The problem of playing nanny became apparent when Apple rejected an app featuring the animated political cartoons of Mark Fiore, on the rationale that his attacks on the Bush administration’s policy on torture violated the restriction against defamation. Its decision became public, and was subjected to ridicule, when Fiore won the 2010 Pulitzer Prize for editorial cartooning in April. Apple had to reverse itself, and Jobs made a public apology. “We’re guilty of making mistakes,” he said. “We’re doing the best we can, we’re learning as fast as we can—but we thought this rule made sense.”
It was more than a mistake. It raised the specter of Apple’s controlling what apps we got to see and read, at least if we wanted to use an iPad or iPhone. Jobs seemed in danger of becoming the Orwellian Big Brother he had gleefully destroyed in Apple’s “1984” Macintosh ad. He took the issue seriously. One day he called the New York Times columnist Tom Friedman to discuss how to draw lines without looking like a censor. He asked Friedman to head an advisory group to help come up with guidelines, but the columnist’s publisher said it would be a conflict of interest, and no such committee was formed.

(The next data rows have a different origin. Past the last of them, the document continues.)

// SPDX-License-Identifier: MIT

//! Platescan CLI entry point

use clap::{Parser, Subcommand};
use std::path::PathBuf;
use tracing::info;

use platescan::config::{api_key_from_env, AppConfig};
use platescan::encoder::stage_image;
use platescan::gemini::{GeminiClient, Recognition};
use platescan::web::start_server;
use platescan::Result;

/// Platescan CLI - AI factory equipment inventory
#[derive(Parser, Debug)]
#[command(name = "platescan")]
#[command(version = "0.1.0")]
#[command(about = "Factory equipment inventory via Gemini vision and data-plate OCR", long_about = None)]
#[command(propagate_version = true)]
struct Cli {
    /// Path to configuration file (JSON format)
    #[arg(short, long, default_value = "config.json", global = true)]
    config: PathBuf,

    /// Enable verbose logging (debug level)
    #[arg(short, long, global = true)]
    verbose: bool,

    /// Enable trace logging (most verbose)
    #[arg(long, global = true)]
    trace: bool,

    /// Suppress non-essential output (quiet mode)
    #[arg(short, long, global = true)]
    quiet: bool,

    #[command(subcommand)]
    command: Option<Commands>,
}

#[derive(Subcommand, Debug)]
enum Commands {
    /// Start the web server and UI
    Serve {
        /// Host to bind to (overrides config)
        #[arg(short = 'H', long)]
        host: Option<String>,

        /// Port to listen on (overrides config)
        #[arg(short, long)]
        port: Option<u16>,
    },

    /// Analyze a single local image file and print the recognized fields
    Analyze {
        /// Image file to analyze (PNG, JPEG, or WEBP)
        path: PathBuf,

        /// Output format
        #[arg(long, default_value = "text", value_parser = ["text", "json"])]
        format: String,
    },

    /// Configuration management
    Config {
        #[command(subcommand)]
        action: ConfigCommands,
    },

    /// Check Gemini API reachability and the configured model
    Status,
}

#[derive(Subcommand, Debug)]
enum ConfigCommands {
    /// Show current configuration
    Show,

    /// Generate default configuration file
    Generate {
        /// Output file path
        #[arg(short, long, default_value = "config.json")]
        output: PathBuf,
    },
}

#[tokio::main]
async fn main() -> Result<()> {
    let cli = Cli::parse();

    // Initialize tracing
    let filter = if cli.trace {
        "trace"
    } else if cli.verbose {
        "debug"
    } else if cli.quiet {
        "warn"
    } else {
        "info"
    };

    tracing_subscriber::fmt()
        .with_env_filter(filter)
        .with_target(false)
        .init();

    // Load configuration
    let config = AppConfig::load(&cli.config)?;

    match cli.command {
        Some(Commands::Serve { host, port }) => run_serve(config, host, port).await,
        Some(Commands::Analyze { path, format }) => run_analyze(config, path, &format).await,
        Some(Commands::Config { action }) => run_config_command(config, action),
        Some(Commands::Status) => run_status(config).await,
        None => run_serve(config, None, None).await,
    }
}

fn build_client(config: &AppConfig) -> Result<GeminiClient> {
    // Missing credential is a hard startup failure, before anything binds
    let api_key = api_key_from_env()?;
    Ok(GeminiClient::new(
        &config.gemini,
        api_key,
        config.prompt.clone(),
    ))
}

/// Run the web server
async fn run_serve(mut config: AppConfig, host: Option<String>, port: Option<u16>) -> Result<()> {
    let client = build_client(&config)?;

    if let Some(host) = host {
        config.web.host = host;
    }
    if let Some(port) = port {
        config.web.port = port;
    }

    info!("Platescan v0.1.0 - model: {}", config.gemini.model);
    start_server(config, client).await
}

/// One-shot analysis of a local image file
async fn run_analyze(config: AppConfig, path: PathBuf, format: &str) -> Result<()> {
    let client = build_client(&config)?;

    let bytes = std::fs::read(&path)?;
    let staged = stage_image(&bytes)?;
    info!("Analyzing {:?} ({})", path, staged.mime_type);

    let recognition = client.analyze(&staged.data, &staged.mime_type).await?;
    print_recognition(&recognition, format)?;

    Ok(())
}

fn print_recognition(recognition: &Recognition, format: &str) -> Result<()> {
    match format {
        "json" => {
            println!("{}", serde_json::to_string_pretty(recognition)?);
        }
        _ => {
            println!("Item:         {}", recognition.item_name);
            println!(
                "Manufacturer: {}",
                recognition.manufacturer.as_deref().unwrap_or("-")
            );
            println!(
                "Model no.:    {}",
                recognition.model_number.as_deref().unwrap_or("-")
            );
            println!(
                "Serial no.:   {}",
                recognition.serial_number.as_deref().unwrap_or("-")
            );
            println!("Description:  {}", recognition.description);
        }
    }
    Ok(())
}

/// Run config commands
fn run_config_command(config: AppConfig, action: ConfigCommands) -> Result<()> {
    match action {
        ConfigCommands::Show => {
            let json = serde_json::to_string_pretty(&config)?;
            println!("{}", json);
        }
        ConfigCommands::Generate { output } => {
            let default_config = AppConfig::default();
            default_config.save(&output)?;
            println!("Generated config at {:?}", output);
        }
    }

    Ok(())
}

/// Run status check
async fn run_status(config: AppConfig) -> Result<()> {
    let client = build_client(&config)?;

    println!("Platescan v0.1.0 Status");
    println!("=======================");
    println!("Endpoint: {}", config.gemini.base_url);
    println!("Model:    {}", config.gemini.model);

    match client.list_models().await {
        Ok(models) => {
            println!("\nGemini API reachable. Available models:");
            for m in &models {
                let marker = if m == client.model() { "→" } else { " " };
                println!("  {} {}", marker, m);
            }
            if !models.iter().any(|m| m == client.model()) {
                println!(
                    "\nWarning: configured model '{}' not in the listing",
                    client.model()
                );
            }
        }
        Err(e) => println!("\nGemini API error: {}", e),
    }

    Ok(())
}
//! Cookie-backed sessions.
//!
//! A session is a client-held, server-signed record of a verified identity.
//! Nothing is stored server side: [`CookieSessionStore`] signs the identity
//! into a cookie on [`save`](SessionStore::save) and verifies it again on
//! every [`load`](SessionStore::load).
//!
//! # Cookie value
//!
//! ```text
//! base64url(payload) "." base64url(HMAC-SHA256(key, name "|" base64url(payload)))
//! ```
//!
//! `payload` is `{"user": Identity | null, "iat": <unix seconds>}`. The cookie
//! name is bound into the tag so a value cannot be replayed under another
//! cookie name.

use std::fmt;

use axum::http::header::{COOKIE, SET_COOKIE};
use axum::http::{HeaderMap, HeaderValue};
use base64::Engine as _;
use base64::engine::general_purpose::URL_SAFE_NO_PAD;
use chrono::{DateTime, Duration, Utc};
use hmac::{Hmac, KeyInit, Mac};
use serde::{Deserialize, Serialize};
use sha2::Sha256;
use tracing::{debug, warn};

use crate::config::CookieConfig;
use crate::identity::Identity;
use crate::{Error, Result};

type HmacSha256 = Hmac<Sha256>;

/// Session lifetime: one year from issuance.
pub const SESSION_MAX_AGE_SECS: i64 = 60 * 60 * 24 * 365;

/// Required length of the signing secret
pub const SESSION_KEY_LEN: usize = 32;

/// Tolerated clock skew for `iat` values from the future
const MAX_CLOCK_SKEW_SECS: i64 = 60;

/// Reads and writes the authenticated identity of a request.
pub trait SessionStore: Send + Sync {
    /// Identity carried by the request, if it holds a valid session.
    ///
    /// Missing, tampered, expired or unparsable sessions all yield `None`.
    fn load(&self, headers: &HeaderMap) -> Option<Identity>;

    /// Persist `identity` by adding `Set-Cookie` headers to the response.
    ///
    /// # Errors
    ///
    /// Returns `Error::Session` if the session cannot be encoded.
    fn save(&self, identity: &Identity, response_headers: &mut HeaderMap) -> Result<()>;
}

/// 32-byte secret used to sign session cookies.
#[derive(Clone)]
pub struct SessionKey([u8; SESSION_KEY_LEN]);

impl SessionKey {
    /// Wrap raw key bytes
    #[must_use]
    pub fn new(bytes: [u8; SESSION_KEY_LEN]) -> Self {
        Self(bytes)
    }

    /// Generate a random key from the TLS provider's secure RNG.
    ///
    /// # Errors
    ///
    /// Returns `Error::Config` if the system RNG fails.
    pub fn generate() -> Result<Self> {
        let mut bytes = [0u8; SESSION_KEY_LEN];
        rustls::crypto::aws_lc_rs::default_provider()
            .secure_random
            .fill(&mut bytes)
            .map_err(|_| Error::config("failed to generate a random session key"))?;
        Ok(Self(bytes))
    }

    /// Use the configured key, or generate one when it is missing or not
    /// exactly 32 bytes long.
    ///
    /// # Errors
    ///
    /// Returns `Error::Config` if a key has to be generated and the RNG fails.
    pub fn from_config(configured: Option<&str>) -> Result<Self> {
        match configured.map(str::as_bytes) {
            Some(bytes) if bytes.len() == SESSION_KEY_LEN => {
                let mut key = [0u8; SESSION_KEY_LEN];
                key.copy_from_slice(bytes);
                Ok(Self(key))
            }
            _ => {
                warn!("cookie key is empty or has an invalid length, need a 32 byte key");
                warn!("a random key has been generated; sessions will not survive a restart");
                Self::generate()
            }
        }
    }
}

impl fmt::Debug for SessionKey {
    fn fmt(&self, f: &mut fmt::Formatter<'_>) -> fmt::Result {
        f.write_str("SessionKey([redacted])")
    }
}

/// Attributes written on the session cookie.
#[derive(Debug, Clone)]
pub struct CookieOptions {
    /// Cookie name
    pub name: String,
    /// `Domain` attribute
    pub domain: String,
    /// `Path` attribute
    pub path: String,
    /// `Max-Age` in seconds
    pub max_age: i64,
    /// `Secure` attribute
    pub secure: bool,
    /// `HttpOnly` attribute
    pub http_only: bool,
}

impl CookieOptions {
    /// Cookie options from configuration, scoped to `domain`.
    #[must_use]
    pub fn from_config(config: &CookieConfig, domain: &str) -> Self {
        Self {
            name: config.name.clone(),
            domain: domain.to_string(),
            path: config.path.clone(),
            max_age: SESSION_MAX_AGE_SECS,
            secure: config.secure,
            http_only: config.http_only,
        }
    }
}

#[derive(Debug, Serialize, Deserialize)]
struct SessionPayload {
    user: Option<Identity>,
    iat: i64,
}

/// [`SessionStore`] that keeps the identity in an HMAC-signed cookie.
#[derive(Debug, Clone)]
pub struct CookieSessionStore {
    key: SessionKey,
    options: CookieOptions,
}

impl CookieSessionStore {
    /// Create a store signing with `key`.
    #[must_use]
    pub fn new(key: SessionKey, options: CookieOptions) -> Self {
        Self { key, options }
    }

    /// Encode a signed cookie value for `identity` issued at `issued_at`.
    ///
    /// # Errors
    ///
    /// Returns `Error::Json` if the payload cannot be serialized.
    pub fn encode(&self, identity: &Identity, issued_at: DateTime<Utc>) -> Result<String> {
        let payload = SessionPayload {
            user: Some(identity.clone()),
            iat: issued_at.timestamp(),
        };
        let payload = URL_SAFE_NO_PAD.encode(serde_json::to_vec(&payload)?);
        let mac = self
            .mac(&payload)
            .ok_or_else(|| Error::Session("session key rejected by HMAC".to_string()))?;
        let tag = URL_SAFE_NO_PAD.encode(mac.finalize().into_bytes());
        Ok(format!("{payload}.{tag}"))
    }

    /// Verify and decode a cookie value as of `now`.
    #[must_use]
    pub fn decode(&self, value: &str, now: DateTime<Utc>) -> Option<Identity> {
        let (payload, tag) = value.split_once('.')?;
        let tag = URL_SAFE_NO_PAD.decode(tag).ok()?;

        if self.mac(payload)?.verify_slice(&tag).is_err() {
            debug!(cookie = %self.options.name, "Session cookie signature mismatch");
            return None;
        }

        let raw = URL_SAFE_NO_PAD.decode(payload).ok()?;
        let session: SessionPayload = serde_json::from_slice(&raw).ok()?;

        let age = now.timestamp() - session.iat;
        if age > self.options.max_age || age < -MAX_CLOCK_SKEW_SECS {
            debug!(cookie = %self.options.name, age, "Session cookie expired");
            return None;
        }

        session.user
    }

    fn mac(&self, payload: &str) -> Option<HmacSha256> {
        let mut mac = <HmacSha256 as KeyInit>::new_from_slice(&self.key.0).ok()?;
        mac.update(self.options.name.as_bytes());
        mac.update(b"|");
        mac.update(payload.as_bytes());
        Some(mac)
    }

    fn set_cookie_header(&self, value: &str, now: DateTime<Utc>) -> String {
        let options = &self.options;
        let expires = now + Duration::seconds(options.max_age);

        let mut cookie = format!(
            "{}={value}; Path={}; Domain={}; Expires={}; Max-Age={}",
            options.name,
            options.path,
            options.domain,
            expires.format("%a, %d %b %Y %H:%M:%S GMT"),
            options.max_age,
        );
        if options.http_only {
            cookie.push_str("; HttpOnly");
        }
        if options.secure {
            cookie.push_str("; Secure");
        }
        cookie.push_str("; SameSite=Lax");
        cookie
    }

    /// Find this store's cookie among the request's `Cookie` headers.
    fn cookie_value<'a>(&self, headers: &'a HeaderMap) -> Option<&'a str> {
        headers
            .get_all(COOKIE)
            .iter()
            .filter_map(|value| value.to_str().ok())
            .flat_map(|value| value.split(';'))
            .filter_map(|pair| pair.trim().split_once('='))
            .find(|(name, _)| *name == self.options.name)
            .map(|(_, value)| value.trim_matches('"'))
    }
}

impl SessionStore for CookieSessionStore {
    fn load(&self, headers: &HeaderMap) -> Option<Identity> {
        let value = self.cookie_value(headers)?;
        self.decode(value, Utc::now())
    }

    fn save(&self, identity: &Identity, response_headers: &mut HeaderMap) -> Result<()> {
        let now = Utc::now();
        let value = self.encode(identity, now)?;
        let header = HeaderValue::from_str(&self.set_cookie_header(&value, now))
            .map_err(|e| Error::Session(format!("invalid Set-Cookie header: {e}")))?;
        response_headers.append(SET_COOKIE, header);
        Ok(())
    }
}
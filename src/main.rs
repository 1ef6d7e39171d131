//! trauth - forward-auth gate
//!
//! Bypass rules, client certificates and HTTP Basic authentication with
//! cookie sessions, in front of any reverse proxy.

use std::fs;
use std::path::Path;
use std::process::ExitCode;

use clap::Parser;
use tracing::{error, info};

use trauth::{
    cli::{Cli, Command, TlsCommand},
    config::Config,
    gate::{AuthEngine, Server},
    mtls::{CaParams, CertGenerator, LeafCertParams, LeafKind},
    setup_tracing,
};

#[tokio::main]
async fn main() -> ExitCode {
    let cli = Cli::parse();

    if let Err(e) = setup_tracing(&cli.log_level, cli.log_format.as_deref()) {
        eprintln!("Failed to setup tracing: {e}");
        return ExitCode::FAILURE;
    }

    match cli.command {
        Some(Command::Check) => run_check(cli.config.as_deref()),
        Some(Command::Tls(ref tls_cmd)) => run_tls_command(tls_cmd),
        Some(Command::Serve) | None => run_server(&cli).await,
    }
}

/// Load configuration and apply CLI overrides
fn load_config(cli: &Cli) -> Option<Config> {
    match Config::load(cli.config.as_deref()) {
        Ok(mut config) => {
            if let Some(port) = cli.port {
                config.server.port = port;
            }
            if let Some(ref host) = cli.host {
                config.server.host = host.clone();
            }
            Some(config)
        }
        Err(e) => {
            error!("Failed to load configuration: {e}");
            None
        }
    }
}

/// Run the gate until shutdown
async fn run_server(cli: &Cli) -> ExitCode {
    let Some(config) = load_config(cli) else {
        return ExitCode::FAILURE;
    };

    info!(
        version = env!("CARGO_PKG_VERSION"),
        host = %config.server.host,
        port = config.server.port,
        tls = config.server.tls.is_some(),
        domain = %config.domain,
        "Starting trauth"
    );

    let server = match Server::new(config) {
        Ok(s) => s,
        Err(e) => {
            error!("Failed to create gate: {e}");
            return ExitCode::FAILURE;
        }
    };

    if let Err(e) = server.run().await {
        error!("Gate error: {e}");
        return ExitCode::FAILURE;
    }

    ExitCode::SUCCESS
}

/// Validate configuration, rules, trust anchor and credential store
fn run_check(path: Option<&Path>) -> ExitCode {
    let result = Config::load(path).and_then(|config| {
        let engine = AuthEngine::from_config(&config)?;
        if let Some(tls) = &config.server.tls {
            trauth::mtls::build_server_tls_config(tls)?;
        }
        Ok(engine)
    });

    match result {
        Ok(engine) => {
            println!("✅ Configuration valid for domain {}", engine.domain());
            ExitCode::SUCCESS
        }
        Err(e) => {
            eprintln!("❌ {e}");
            ExitCode::FAILURE
        }
    }
}

/// Run certificate helper commands
fn run_tls_command(cmd: &TlsCommand) -> ExitCode {
    let result = match cmd {
        TlsCommand::InitCa { cn, days, out } => CertGenerator::init_ca(&CaParams {
            cn,
            validity_days: *days,
        })
        .and_then(|ca| {
            CertGenerator::write_to_dir(&ca, out, "ca")?;
            Ok(out.join("ca.crt"))
        }),
        TlsCommand::Issue {
            cn,
            server,
            san_dns,
            days,
            ca_cert,
            ca_key,
            out,
            name,
        } => issue(
            &LeafCertParams {
                cn,
                san_dns: san_dns.clone(),
                validity_days: *days,
                kind: if *server {
                    LeafKind::Server
                } else {
                    LeafKind::Client
                },
            },
            ca_cert,
            ca_key,
            out,
            name.as_deref().unwrap_or(cn),
        ),
    };

    match result {
        Ok(path) => {
            println!("✅ Wrote {}", path.display());
            ExitCode::SUCCESS
        }
        Err(e) => {
            eprintln!("❌ {e}");
            ExitCode::FAILURE
        }
    }
}

fn issue(
    params: &LeafCertParams<'_>,
    ca_cert: &Path,
    ca_key: &Path,
    out: &Path,
    stem: &str,
) -> trauth::Result<std::path::PathBuf> {
    let ca_cert_pem = fs::read_to_string(ca_cert)?;
    let ca_key_pem = fs::read_to_string(ca_key)?;
    let leaf = CertGenerator::issue_leaf(params, &ca_cert_pem, &ca_key_pem)?;
    CertGenerator::write_to_dir(&leaf, out, stem)?;
    Ok(out.join(format!("{stem}.crt")))
}
//! The request gate: decision engine, axum middleware and the standalone
//! forward-auth server.

mod engine;
mod middleware;
mod request;
mod router;
mod server;

pub use engine::{AuthEngine, Decision, GateState};
pub use middleware::auth_middleware;
pub use request::{BasicCredentials, GateRequest};
pub use router::create_router;
pub use server::Server;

The pornography ban also caused problems. “We believe we have a moral responsibility to keep porn off the iPhone,” Jobs declared in an email to a customer. “Folks who want porn can buy an Android.”
This prompted an email exchange with Ryan Tate, the editor of the tech gossip site Valleywag. Sipping a stinger cocktail one evening, Tate shot off an email to Jobs decrying Apple’s heavy-handed control over which apps passed muster. “If Dylan was 20 today, how would he feel about your company?” Tate asked. “Would he think the iPad had the faintest thing to do with ‘revolution’? Revolutions are about freedom.”
To Tate’s surprise, Jobs responded a few hours later, after midnight. “Yep,” he said, “freedom from programs that steal your private data. Freedom from programs that trash your battery. Freedom from porn. Yep, freedom. The times they are a changin’, and some traditional PC folks feel like their world is slipping away. It is.”
In his reply, Tate offered some thoughts on Flash and other topics, then returned to the censorship issue. “And you know what? I don’t want ‘freedom from porn.’ Porn is just fine! And I think my wife would agree.”
“You might care more about porn when you have kids,” replied Jobs. “It’s not about freedom, it’s about Apple trying to do the right thing for its users.” At the end he added a zinger: “By the way, what have you done that’s so great? Do you create anything, or just criticize others’ work and belittle their motivations?”
Tate admitted to being impressed. “Rare is the CEO who will spar one-on-one with customers and bloggers like this,” he wrote. “Jobs deserves big credit for breaking the mold of the typical American executive, and not just because his company makes such hugely superior products: Jobs not only built and then rebuilt his company around some very strong opinions about digital life, but he’s willing to defend them in public. Vigorously. Bluntly. At two in the morning on a weekend.” Many in the blogosphere agreed, and they sent Jobs emails praising his feistiness. Jobs was proud as well; he forwarded his exchange with Tate and some of the kudos to me.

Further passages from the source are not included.